When the fence was replaced, we changed the design somewhat. Zone 8, around the base of the General, had a retaining wall built and filled in. That meant that the fence went from 6 feet tall down to about 4 feet where the retaining wall was, since the fence was put at the old ground level, not the filled in higher level. The neighbor on the other side of the fence had asked if it could be 6 feet, at least, for all of it.
That meant that the fence runs along the top of the retaining wall, at 6 feet, and then suddenly drops two feet when we hit the retaining wall between zone 8 and zone 7. to avoid the sudden drop, we switch to an 8 foot fence and then slowly decrease the height, so that it gets back to 6 feet when we reach the corner of the back yard.
However, the fence people kept the fence going level well after the drop-off from zone 8 to zone 7. Since the ground level continued to drop, that meant that their 8 foot fence pickets did not reach the ground, and it left a gap under part of the fence. Particularly when the stone work under the fence dropped again at the low end of the Blue Rock Pool.
As a temporary measure, we put two fence pickets horizontally at this point to cover the gap. But this was meant as just a temporary fix.
In addition there was another uncomfortable gap in the low end of the Bamboo Grove, where the stone work apparently is not level.
And I had noticed when I was clearing the Bamboo Grove for the fence work, that the bamboo was trying to send roots over the stone work, to escape it's confinement to the Bamboo Grove.
So my solution was to raise the stone work to (a) meet the new bottom of the fence, and (b) prevent the bamboo from putting roots over the stone work.
Since the base stone work is there, this just requires applying another course of stones along the outer two sides of the Bamboo Grove. It took two trips to Whittlsey to get the stones (320 pounds the first time and 260 pounds the second).
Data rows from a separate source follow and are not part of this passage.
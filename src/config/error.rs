use std::fmt::Debug;
use thiserror::Error;

#[derive(Error, Debug)]
pub enum ConfigError {
    #[error("error loading config: `{0}`")]
    IOError(#[from] std::io::Error),

    #[error("invalid config: `{0}`")]
    InvalidYamlConfiguration(#[from] serde_yaml::Error),

    #[error("status marker must not be empty")]
    EmptyStatusMarker,
}
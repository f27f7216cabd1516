use std::{sync::Arc, thread::JoinHandle, time::Duration};

use tracing::{debug, error, info};

use super::{
    error::SupervisorError,
    supervisor::{Activator, Supervisor},
};
use crate::{context::Context, utils::threads::spawn_named_thread};

/// Background thread calling [`Supervisor::update_status`] at a fixed interval, for callers
/// that do not drive the polling themselves.
pub struct StatusDriver {
    ctx: Context,
    handle: JoinHandle<()>,
}

impl StatusDriver {
    pub fn spawn<A>(
        supervisor: Arc<Supervisor<A>>,
        interval: Duration,
    ) -> Result<Self, SupervisorError>
    where
        A: Activator + 'static,
    {
        let ctx = Context::new();
        let thread_ctx = ctx.clone();
        let thread_name = format!("status driver {}", supervisor.id());

        let handle = spawn_named_thread(thread_name, move || loop {
            match supervisor.update_status() {
                Ok(Some(status)) => debug!(supervisor = %supervisor.id(), fields = status.len(), "status updated"),
                Ok(None) => {}
                Err(err) => error!(supervisor = %supervisor.id(), "Status update failed: {}", err),
            }
            if thread_ctx.wait_cancelled(interval) {
                debug!(supervisor = %supervisor.id(), "status driver cancelled");
                break;
            }
        })
        .map_err(SupervisorError::ThreadSpawn)?;
        info!("Status driver started");

        Ok(Self { ctx, handle })
    }

    /// Cancels the driver and waits for its thread. Returns whether it finished normally.
    pub fn stop(self) -> bool {
        if let Err(err) = self.ctx.cancel_all() {
            error!("Could not cancel status driver: {}", err);
            return false;
        }
        self.handle.join().is_ok()
    }
}
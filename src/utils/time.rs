use std::time::Instant;

/// Source of monotonic time. Status polling asks the clock instead of calling
/// [`Instant::now`] directly so staleness can be tested without sleeping.
pub trait Clock: Send {
    fn now(&self) -> Instant;
}

#[derive(Debug, Default, Clone, Copy)]
pub struct SystemClock;

impl Clock for SystemClock {
    fn now(&self) -> Instant {
        Instant::now()
    }
}
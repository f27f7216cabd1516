use std::{io, thread};

/// Spawns a thread with the given name so it can be identified in logs and debuggers.
pub fn spawn_named_thread<F, T, S>(name: S, f: F) -> io::Result<thread::JoinHandle<T>>
where
    F: FnOnce() -> T + Send + 'static,
    T: Send + 'static,
    S: ToString,
{
    thread::Builder::new().name(name.to_string()).spawn(f)
}
pub mod threads;
pub mod time;
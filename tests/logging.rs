use app_supervisor::logging::{Logging, LoggingError};
use assert_matches::assert_matches;

#[test]
fn logging_can_only_be_initialized_once() {
    Logging::try_init().unwrap();

    assert_matches!(Logging::try_init(), Err(LoggingError::TryInitError(_)));
}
We cleaned off the old stone work, and laid out the new stones.
Then we mixed up some mortar and mortared the new stones in place.
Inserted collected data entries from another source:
//! Network contracts served over the modem.
//!
//! The traits here are what the rest of the application programs against.
//! The AT-backed adapters in [`transport`] and [`application`] implement
//! them, and so can a native TCP/TLS stack or HTTP client, which keeps
//! consumers such as a WebSocket layer independent of how bytes reach the
//! Internet.

#![deny(unsafe_code)]

/// Common error types for network operations
pub mod error;

/// Byte-stream transports
pub mod transport;

/// Application protocols (HTTP, MQTT)
pub mod application;

pub use application::http::Method;

/// Re-exports of common traits
pub mod prelude {
    pub use super::{Http, Transport};
}

/// A connection-oriented byte stream (TCP or TLS).
pub trait Transport {
    /// Associated error type
    type Error: core::fmt::Debug;
    /// Whether the stream is currently open.
    fn connected(&self) -> bool;
    /// Open a stream to `host:port`, closing any previous one first.
    fn connect(&mut self, host: &str, port: u16) -> Result<(), Self::Error>;
    /// Close the stream. Best-effort; never fails.
    fn disconnect(&mut self);
    /// Send all of `data`, returning the number of bytes sent.
    ///
    /// Fails with `NotConnected` before the first connect and with
    /// `ConnectionClosed` once the stream has been closed by either side.
    fn send(&mut self, data: &[u8]) -> Result<usize, Self::Error>;
    /// Block until data arrives or the stream closes. `Ok(0)` means closed,
    /// except for an empty `buf`, which returns `Ok(0)` at once and leaves
    /// buffered data in place.
    fn receive(&mut self, buf: &mut [u8]) -> Result<usize, Self::Error>;
}

/// A single-request HTTP client.
///
/// Configure with [`set_header`](Http::set_header) and
/// [`set_content`](Http::set_content), then [`open`](Http::open) and stream
/// the body with [`read`](Http::read).
pub trait Http {
    /// Associated error type
    type Error: core::fmt::Debug;
    /// Add or replace a request header.
    fn set_header(&mut self, key: &str, value: &str);
    /// Request body for body-bearing methods.
    fn set_content(&mut self, content: &[u8]);
    /// Send the request and wait for the response headers.
    fn open(&mut self, method: Method, url: &str) -> Result<(), Self::Error>;
    /// Release the request. Best-effort; never fails.
    fn close(&mut self);
    /// Status code of the last response.
    fn status_code(&self) -> u16;
    /// Value of a response header, if present.
    fn response_header(&self, key: &str) -> Option<String>;
    /// Body length announced by the server, 0 if unknown.
    fn body_length(&self) -> usize;
    /// Wait for the complete body and return it.
    fn body(&mut self) -> Vec<u8>;
    /// Read the next part of the body. `Ok(0)` marks the end.
    fn read(&mut self, buf: &mut [u8]) -> Result<usize, Self::Error>;
}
The new work is two additional courses of stone next to the Blue Rock Pool,
reducing to one additional course from there to the corner.
In the corner itself, we used a small 6x6 block which happened to fit the remaining space.
At this point, we needed more mortar and more stones, so after a couple days, we were able to again clean off the existing stones, and lay out new ones.
and then mortar them in place.
As expected, we had to cut the last one to fit the space available.